▶ **Prompt**:
Scan the records beneath this line for the line holding "(RunStatus::Active, Some(started)) =>" and the line holding "pub fn is_active(&self, now: DateTime<Utc>, max_age: Duration)", then transcribe exactly those two and all lines between.

───── Provided material ─────

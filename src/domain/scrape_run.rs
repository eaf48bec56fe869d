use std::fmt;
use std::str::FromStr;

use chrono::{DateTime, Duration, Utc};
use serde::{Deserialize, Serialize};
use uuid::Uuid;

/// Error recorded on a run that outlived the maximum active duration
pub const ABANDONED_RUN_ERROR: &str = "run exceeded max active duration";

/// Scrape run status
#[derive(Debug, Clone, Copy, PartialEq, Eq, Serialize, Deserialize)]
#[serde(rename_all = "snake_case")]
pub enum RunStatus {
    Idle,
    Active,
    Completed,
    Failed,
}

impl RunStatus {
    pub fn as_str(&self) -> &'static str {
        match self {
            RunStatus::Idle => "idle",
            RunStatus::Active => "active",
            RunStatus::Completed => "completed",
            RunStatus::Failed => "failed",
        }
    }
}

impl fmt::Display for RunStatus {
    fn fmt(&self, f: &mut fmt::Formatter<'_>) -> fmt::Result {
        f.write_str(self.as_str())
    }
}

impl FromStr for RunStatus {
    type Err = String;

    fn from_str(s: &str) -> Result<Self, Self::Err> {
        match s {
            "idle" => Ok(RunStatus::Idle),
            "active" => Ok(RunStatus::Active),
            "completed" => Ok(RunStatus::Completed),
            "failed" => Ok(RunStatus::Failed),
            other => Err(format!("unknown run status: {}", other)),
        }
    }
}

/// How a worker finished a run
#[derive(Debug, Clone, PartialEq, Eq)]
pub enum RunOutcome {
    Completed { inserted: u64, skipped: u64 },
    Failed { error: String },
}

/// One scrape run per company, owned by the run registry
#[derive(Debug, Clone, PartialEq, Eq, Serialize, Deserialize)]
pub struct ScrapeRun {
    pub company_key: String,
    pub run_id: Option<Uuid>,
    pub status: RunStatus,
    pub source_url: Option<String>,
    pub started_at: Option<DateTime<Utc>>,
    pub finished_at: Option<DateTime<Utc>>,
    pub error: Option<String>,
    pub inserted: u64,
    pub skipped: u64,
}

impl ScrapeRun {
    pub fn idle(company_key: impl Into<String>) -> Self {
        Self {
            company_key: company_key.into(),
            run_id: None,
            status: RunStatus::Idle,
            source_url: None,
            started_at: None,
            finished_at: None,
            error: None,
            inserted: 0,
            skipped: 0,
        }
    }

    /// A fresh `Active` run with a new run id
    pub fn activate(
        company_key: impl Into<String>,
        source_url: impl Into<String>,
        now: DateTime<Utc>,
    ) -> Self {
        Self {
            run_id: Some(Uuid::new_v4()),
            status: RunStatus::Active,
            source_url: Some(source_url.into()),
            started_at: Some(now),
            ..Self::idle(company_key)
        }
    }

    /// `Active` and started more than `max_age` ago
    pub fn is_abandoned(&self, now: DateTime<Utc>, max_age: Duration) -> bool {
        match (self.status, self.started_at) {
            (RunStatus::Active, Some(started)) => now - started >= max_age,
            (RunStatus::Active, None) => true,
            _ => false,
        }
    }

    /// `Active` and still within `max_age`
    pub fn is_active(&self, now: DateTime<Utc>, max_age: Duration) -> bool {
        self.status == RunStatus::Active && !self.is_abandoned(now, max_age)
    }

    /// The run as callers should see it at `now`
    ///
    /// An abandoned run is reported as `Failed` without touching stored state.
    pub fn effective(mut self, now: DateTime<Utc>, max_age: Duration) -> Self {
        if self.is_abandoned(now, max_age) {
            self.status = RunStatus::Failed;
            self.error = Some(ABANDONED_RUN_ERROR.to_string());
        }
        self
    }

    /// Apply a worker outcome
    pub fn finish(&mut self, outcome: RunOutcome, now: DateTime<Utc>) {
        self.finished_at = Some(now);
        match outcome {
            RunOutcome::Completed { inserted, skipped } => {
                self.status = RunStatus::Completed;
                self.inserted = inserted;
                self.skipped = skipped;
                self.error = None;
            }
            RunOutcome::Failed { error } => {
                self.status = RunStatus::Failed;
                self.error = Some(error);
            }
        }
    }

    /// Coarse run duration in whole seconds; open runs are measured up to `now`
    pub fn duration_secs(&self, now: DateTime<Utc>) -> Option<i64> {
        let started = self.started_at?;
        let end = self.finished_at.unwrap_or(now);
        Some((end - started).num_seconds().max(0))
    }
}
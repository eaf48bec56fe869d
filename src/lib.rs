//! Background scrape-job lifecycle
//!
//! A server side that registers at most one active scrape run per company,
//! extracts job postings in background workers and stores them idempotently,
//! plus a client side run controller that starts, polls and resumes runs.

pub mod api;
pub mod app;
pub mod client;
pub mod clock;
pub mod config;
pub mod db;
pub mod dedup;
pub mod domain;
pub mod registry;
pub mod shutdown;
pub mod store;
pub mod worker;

─────

▶ **Task response**:
            (RunStatus::Active, Some(started)) => now - started >= max_age,
            (RunStatus::Active, None) => true,
            _ => false,
        }
    }

    /// `Active` and still within `max_age`
    pub fn is_active(&self, now: DateTime<Utc>, max_age: Duration) -> bool {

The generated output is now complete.